Born in 1980, Dimana Trankova embodies this generation of writers of the post-socialist transition. While remembering the declining socialism of her youth, she experienced the hardships of budget cuts and the throes of massive state disengagement during the 1990s. Like her contemporaries, she has felt the disillusionment of a society in crisis that falters while reinventing itself, neither quite the same as the old, nor quite alien to its history. “A crisis only becomes catastrophic if we respond to it with preconceived ideas”, wrote the philosopher Hannah Arendt(1). Dimana Trankova responds by thinking beyond oneself, by creating a literature that makes sense, by regenerating the language while remaining faithful to it, and by alerting us to what could happen to Bulgarian society... A condensed version of the contemporary Bulgarian writer, Dimana Trankova is a perfect illustration of her colleague Georgy Gospodinov's famous “We am”(2).
How did you start writing? Why?
In the summer of 2009, while Bulgaria was mired in the aftermath of a fresh global economic and financial crisis, I was mired in an early mid-life crisis.
I was approaching my thirties and had accomplished nothing that would look like an achievement to a critical outsider. I traveled often and to interesting places. I wrote in the English-language magazine Vagabond about life in Bulgaria centuries ago and today. I was not happy. I felt lonely. I was insecure - about my job, about my life, about my future. I had more free time than I was used to. I was suffering from an unconscious but acute need to create something. Something more lasting than the articles lasting just one month that I was writing for Vagabond.

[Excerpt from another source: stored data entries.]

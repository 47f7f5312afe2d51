//! Heuristics over `EXPLAIN QUERY PLAN` output.
//!
//! Markers cover both current SQLite output (`SCAN reviews`,
//! `SEARCH reviews USING INDEX ...`, `USE TEMP B-TREE FOR ORDER BY`) and the
//! legacy form (`SCAN TABLE reviews`).

use crate::guard::patterns::SORT_CLAUSES;
use crate::store::PlanStep;

const INDEX_MARKERS: [&str; 4] = [
    "USING INDEX",
    "USING COVERING INDEX",
    "USING INTEGER PRIMARY KEY",
    "USING PRIMARY KEY",
];

const TEMP_MARKERS: [&str; 2] = ["USE TEMP B-TREE", "TEMP TABLE"];

const FULL_SCAN_NOTE: &str =
    "Full table scan detected. Consider adding WHERE clauses or using indexed columns.";

impl PlanStep {
    /// Step reads every row of a table without an index.
    pub fn is_full_scan(&self) -> bool {
        let detail = self.detail.trim_start().to_ascii_uppercase();
        detail.starts_with("SCAN ")
            && !detail.starts_with("SCAN CONSTANT ROW")
            && !INDEX_MARKERS.iter().any(|m| detail.contains(m))
    }

    /// Step reaches rows through an index or the primary key.
    ///
    /// Automatic indexes are built per statement and do not count.
    pub fn is_indexed(&self) -> bool {
        let detail = self.detail.to_ascii_uppercase();
        INDEX_MARKERS.iter().any(|m| detail.contains(m))
    }

    pub fn is_covering(&self) -> bool {
        self.detail.to_ascii_uppercase().contains("USING COVERING INDEX")
    }

    /// Step builds a temporary structure (sort or distinct B-tree, temp table).
    pub fn uses_temp(&self) -> bool {
        let detail = self.detail.to_ascii_uppercase();
        TEMP_MARKERS.iter().any(|m| detail.contains(m))
    }

    /// Index used by this step, `PRIMARY KEY` for rowid/primary key lookups.
    pub fn index_name(&self) -> Option<String> {
        let upper = self.detail.to_ascii_uppercase();
        for marker in ["USING COVERING INDEX ", "USING INDEX "] {
            if let Some(pos) = upper.find(marker) {
                let rest = &self.detail[pos + marker.len()..];
                return rest.split_whitespace().next().map(String::from);
            }
        }
        if upper.contains("PRIMARY KEY") && self.is_indexed() {
            return Some("PRIMARY KEY".to_string());
        }
        None
    }
}

/// Derive ordered performance notes from a plan and the query text.
///
/// Always returns at least one note.
pub fn analyze_plan(plan: &[PlanStep], sql: &str) -> Vec<String> {
    let mut notes = Vec::new();

    let full_scans = plan.iter().filter(|s| s.is_full_scan()).count();
    let indexed = plan.iter().any(PlanStep::is_indexed);

    if full_scans > 0 && !indexed {
        notes.push(FULL_SCAN_NOTE.to_string());
    }

    if plan.iter().any(PlanStep::is_covering) {
        notes.push("Query uses covering index efficiently.".to_string());
    } else if indexed {
        let mut names: Vec<String> = Vec::new();
        for name in plan.iter().filter_map(PlanStep::index_name) {
            if !names.contains(&name) {
                names.push(name);
            }
        }
        notes.push(format!("Query uses indexed access ({}).", names.join(", ")));
    }

    if plan.iter().any(PlanStep::uses_temp) {
        notes.push("Query creates temporary tables. May be slow on large datasets.".to_string());
    }

    if !indexed && SORT_CLAUSES.is_match(sql) {
        notes.push("Sorting without index. Consider indexing the ORDER BY column.".to_string());
    }

    if full_scans > 1 {
        notes.push(format!(
            "Multiple table scans detected ({}). Ensure proper indexes on join columns.",
            full_scans
        ));
    }

    if notes.is_empty() {
        notes.push("Query plan looks efficient.".to_string());
    }

    notes
}

#[cfg(test)]
mod tests {
    use super::*;

    fn steps(details: &[&str]) -> Vec<PlanStep> {
        details
            .iter()
            .enumerate()
            .map(|(i, d)| PlanStep::new(i as i64 + 2, 0, *d))
            .collect()
    }

    #[test]
    fn test_step_markers() {
        assert!(PlanStep::new(2, 0, "SCAN reviews").is_full_scan());
        assert!(PlanStep::new(2, 0, "SCAN TABLE reviews").is_full_scan());
        assert!(!PlanStep::new(2, 0, "SCAN CONSTANT ROW").is_full_scan());
        assert!(!PlanStep::new(2, 0, "SCAN reviews USING COVERING INDEX idx_store").is_full_scan());
        let search = PlanStep::new(2, 0, "SEARCH reviews USING INDEX idx_store (store_name=?)");
        assert!(!search.is_full_scan());

        let step = PlanStep::new(2, 0, "SEARCH r USING INTEGER PRIMARY KEY (rowid=?)");
        assert!(step.is_indexed());
        assert_eq!(step.index_name().as_deref(), Some("PRIMARY KEY"));

        let step = PlanStep::new(2, 0, "SEARCH reviews USING INDEX idx_store (store_name=?)");
        assert_eq!(step.index_name().as_deref(), Some("idx_store"));

        assert!(PlanStep::new(5, 0, "USE TEMP B-TREE FOR ORDER BY").uses_temp());
    }

    #[test]
    fn test_temp_named_table_is_not_temp_structure() {
        let step = PlanStep::new(2, 0, "SCAN temperatures");
        assert!(!step.uses_temp());

        let notes = analyze_plan(&[step], "SELECT * FROM temperatures");
        assert_eq!(
            notes,
            vec![FULL_SCAN_NOTE]
        );
    }

    #[test]
    fn test_full_scan_without_index() {
        let notes = analyze_plan(&steps(&["SCAN reviews"]), "SELECT * FROM reviews");
        assert_eq!(
            notes,
            vec![FULL_SCAN_NOTE]
        );
    }

    #[test]
    fn test_covering_only_is_positive() {
        let notes = analyze_plan(
            &steps(&["SCAN reviews USING COVERING INDEX idx_store"]),
            "SELECT store_name FROM reviews",
        );
        assert_eq!(notes, vec!["Query uses covering index efficiently."]);
    }

    #[test]
    fn test_indexed_access_names_indexes() {
        let notes = analyze_plan(
            &steps(&[
                "SEARCH reviews USING INDEX idx_store (store_name=?)",
                "SEARCH review_ratings USING INDEX idx_ratings_review (review_id=?)",
            ]),
            "SELECT * FROM reviews JOIN review_ratings ON review_id = reviews.id \
             WHERE store_name = 'x'",
        );
        assert_eq!(notes, vec!["Query uses indexed access (idx_store, idx_ratings_review)."]);
    }

    #[test]
    fn test_automatic_index_is_not_indexed() {
        let plan = steps(&[
            "SCAN reviews",
            "SEARCH review_ratings USING AUTOMATIC COVERING INDEX (review_id=?)",
            "USE TEMP B-TREE FOR GROUP BY",
            "USE TEMP B-TREE FOR ORDER BY",
        ]);
        let notes =
            analyze_plan(&plan, "SELECT ... GROUP BY store_name ORDER BY avg_rating ASC LIMIT 5");
        assert_eq!(
            notes,
            vec![
                "Full table scan detected. Consider adding WHERE clauses or using indexed columns.",
                "Query creates temporary tables. May be slow on large datasets.",
                "Sorting without index. Consider indexing the ORDER BY column.",
            ]
        );
    }

    #[test]
    fn test_order_by_and_multiple_scans() {
        let plan = steps(&["SCAN reviews", "SCAN review_ratings", "USE TEMP B-TREE FOR ORDER BY"]);
        let notes = analyze_plan(&plan, "select * from reviews, review_ratings order  by 1");
        assert_eq!(
            notes,
            vec![
                "Full table scan detected. Consider adding WHERE clauses or using indexed columns.",
                "Query creates temporary tables. May be slow on large datasets.",
                "Sorting without index. Consider indexing the ORDER BY column.",
                "Multiple table scans detected (2). Ensure proper indexes on join columns.",
            ]
        );
    }

    #[test]
    fn test_looks_efficient() {
        assert_eq!(
            analyze_plan(&steps(&["SCAN CONSTANT ROW"]), "SELECT 1"),
            vec!["Query plan looks efficient."]
        );
        assert_eq!(analyze_plan(&[], "SELECT 1"), vec!["Query plan looks efficient."]);
    }
}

It was in this state that I found myself in front of the Sitovo inscription. The runic signs engraved in a strangely shaped rock near the deserted village of Sitovo, in the Rhodopes, are one of the unknown mysteries of Bulgaria. Twisted and shallow, gray like the stone in which they are carved, they are mostly barely visible. Perhaps that is why those who look at them see in them what they want to see.
In 1943, the police of tsarist Bulgaria (according to a story whose authenticity I have not verified) decided that the runic signs were the code by which Alexander Peev, a Bulgarian officer and Soviet spy, had communicated with the USSR. In vain, A. Peev explained that he had sent these strange characters to Ukraine in the hope of getting help to decipher them.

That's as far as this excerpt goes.